On one hand, there are all the things about living with another person 24/7 that just drive you a little bit crazy. Like the third drawer from the bottom in our dresser. Nearly every time Jeff open and closes it, it doesn't close all the way. It gets left like 1-2 inches open. So I shut it. This happens like every single day. He probably doesn't even know that it's happening. Haha.
Then there's the whole concept of being constantly there for each other, unconditionally. It's wonderful. It also causes you to drop everything and immediately run to the pharmacy to fill four prescriptions when your husband gets home from the dentist mumbling and looking like this:
Yep, Jeff got his wisdom teeth out last week. They had already grown in so it wasn't really a surgery like most people have at the age of 18 or so, but it still required Vicodin and lots of Jello and soup.
That's his teeth in the bag. Doesn't he look all Vicodin-ized?
I used to wonder how my mom had the motivation to drop everything and take care of us kids when we would get sick, and now I kinda-sorta understand. When he walked in the door like that, my mind was instantly like CVS. Medication. Go to Kroger for Jello and yogurt and applesauce. Pillow and blanket on the couch. Refill his water. Here, take these pills. 4-6 hours. etc. And it didn't stop until a few days later when he was feeling better. I didn't even have to think about it, I just did it. Must be love.
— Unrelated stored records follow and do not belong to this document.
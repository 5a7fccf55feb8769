use std::fs;

use mftscan::{Environment, Minimization, Outcome, PhaseError, ResultStore};
use tempfile::tempdir;

fn solved(b: f64, beta: f64, m: f64, fe: f64) -> Outcome {
    let mut env = Environment::new();
    env.b = b;
    env.beta = beta;
    env.free_energy = fe;
    env.set("M", m);
    env.set("W", m * m);
    env.set("Ja", 0.25);
    Outcome::Solved(env)
}

fn sample_results() -> Vec<Minimization> {
    vec![
        Minimization {
            best: solved(0.01, 100.0, 0.999_999_123_456_7, -1.234_567_890_123),
            all: vec![solved(0.01, 100.0, 0.1, 0.5), solved(0.01, 100.0, 0.999_999_123_456_7, -1.234_567_890_123)],
        },
        Minimization::unconverged(2),
        Minimization {
            best: solved(1.2, f64::INFINITY, 1.0, -3.0),
            all: vec![Outcome::Unconverged, solved(1.2, f64::INFINITY, 1.0, -3.0)],
        },
    ]
}

#[test]
fn test_round_trip_preserves_values_and_nulls() {
    let dir = tempdir().unwrap();
    let store = ResultStore::new(dir.path().join("run"));
    let results = sample_results();
    store.save(&results).unwrap();

    let best = store.read_min(3).unwrap();
    let expected: Vec<Outcome> = results.iter().map(|m| m.best.clone()).collect();
    assert_eq!(best, expected);

    let all = store.read_all(3).unwrap();
    let expected: Vec<Vec<Outcome>> = results.iter().map(|m| m.all.clone()).collect();
    assert_eq!(all, expected);
}

#[test]
fn test_unconverged_point_is_a_null_line() {
    let dir = tempdir().unwrap();
    let store = ResultStore::new(dir.path().join("run"));
    store.save(&sample_results()).unwrap();

    let min = fs::read_to_string(store.min_path()).unwrap();
    let lines: Vec<&str> = min.lines().collect();
    assert_eq!(lines.len(), 3);
    assert_eq!(lines[1], "null");

    let all = fs::read_to_string(store.all_path()).unwrap();
    let lines: Vec<&str> = all.lines().collect();
    assert_eq!(lines[1], "[null,null]");
    assert!(lines[2].starts_with("[null,{"));
}

#[test]
fn test_replay_length_mismatch_is_fatal() {
    let dir = tempdir().unwrap();
    let store = ResultStore::new(dir.path().join("run"));
    store.save(&sample_results()).unwrap();

    match store.read_min(4) {
        Err(PhaseError::ReplayLength { expected, found, .. }) => {
            assert_eq!(expected, 4);
            assert_eq!(found, 3);
        }
        other => panic!("expected length error, got {other:?}"),
    }
}

#[test]
fn test_replay_bad_record_is_fatal() {
    let dir = tempdir().unwrap();
    let store = ResultStore::new(dir.path().join("run"));
    fs::write(store.min_path(), "null\n{\"B\": 0.1, \"Beta\": \n").unwrap();

    match store.read_min(2) {
        Err(PhaseError::ReplayRecord { line, .. }) => assert_eq!(line, 2),
        other => panic!("expected record error, got {other:?}"),
    }
}

#[test]
fn test_replay_accepts_missing_trailing_newline() {
    let dir = tempdir().unwrap();
    let store = ResultStore::new(dir.path().join("run"));
    fs::write(store.min_path(), "{\"B\":0.5,\"Beta\":2.0,\"FreeEnergy\":-1.0,\"M\":0.3}\nnull").unwrap();

    let best = store.read_min(2).unwrap();
    let env = best[0].solved().unwrap();
    assert_eq!(env.b, 0.5);
    assert_eq!(env.get("M"), Some(0.3));
    assert_eq!(best[1], Outcome::Unconverged);
}

#[test]
fn test_missing_replay_file_is_io_error() {
    let dir = tempdir().unwrap();
    let store = ResultStore::new(dir.path().join("nothing_here"));
    assert!(matches!(store.read_min(1), Err(PhaseError::Io(_))));
}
My bedside table has become a pharmacy.
Of course, I also had the added benefit of witnessing drugged-up Jeff, which was funny. At one point he was gazing off into the distance, so I asked him what he was thinking, and he replied "I'm trying to think of a song I can play with my heel..." Oh, Vicodin.
Life with a husband is also just completely lovely at times. Every day Jeff gets home from work and walks into the apartment and puts down his laptop and gives me kisses and tells me he loves me. And it's like for a couple minutes, my real-life world is entirely perfect.
He always tells me thank you for making dinner, even though I've been doing it all the time lately. When we get in bed at night he makes sure my covers are all straight and correctly situated, because he knows that I like them to be neat and orderly (I know, I know, OCD much?). And then we turn sideways to face each other and talk about things, and it's like I get to have a slumber party with my best friend every single night.
And then in the morning I wake up to all 7 of his alarms that go off before he decides to actually get up.
And that, my friends, is what real life with a husband is like.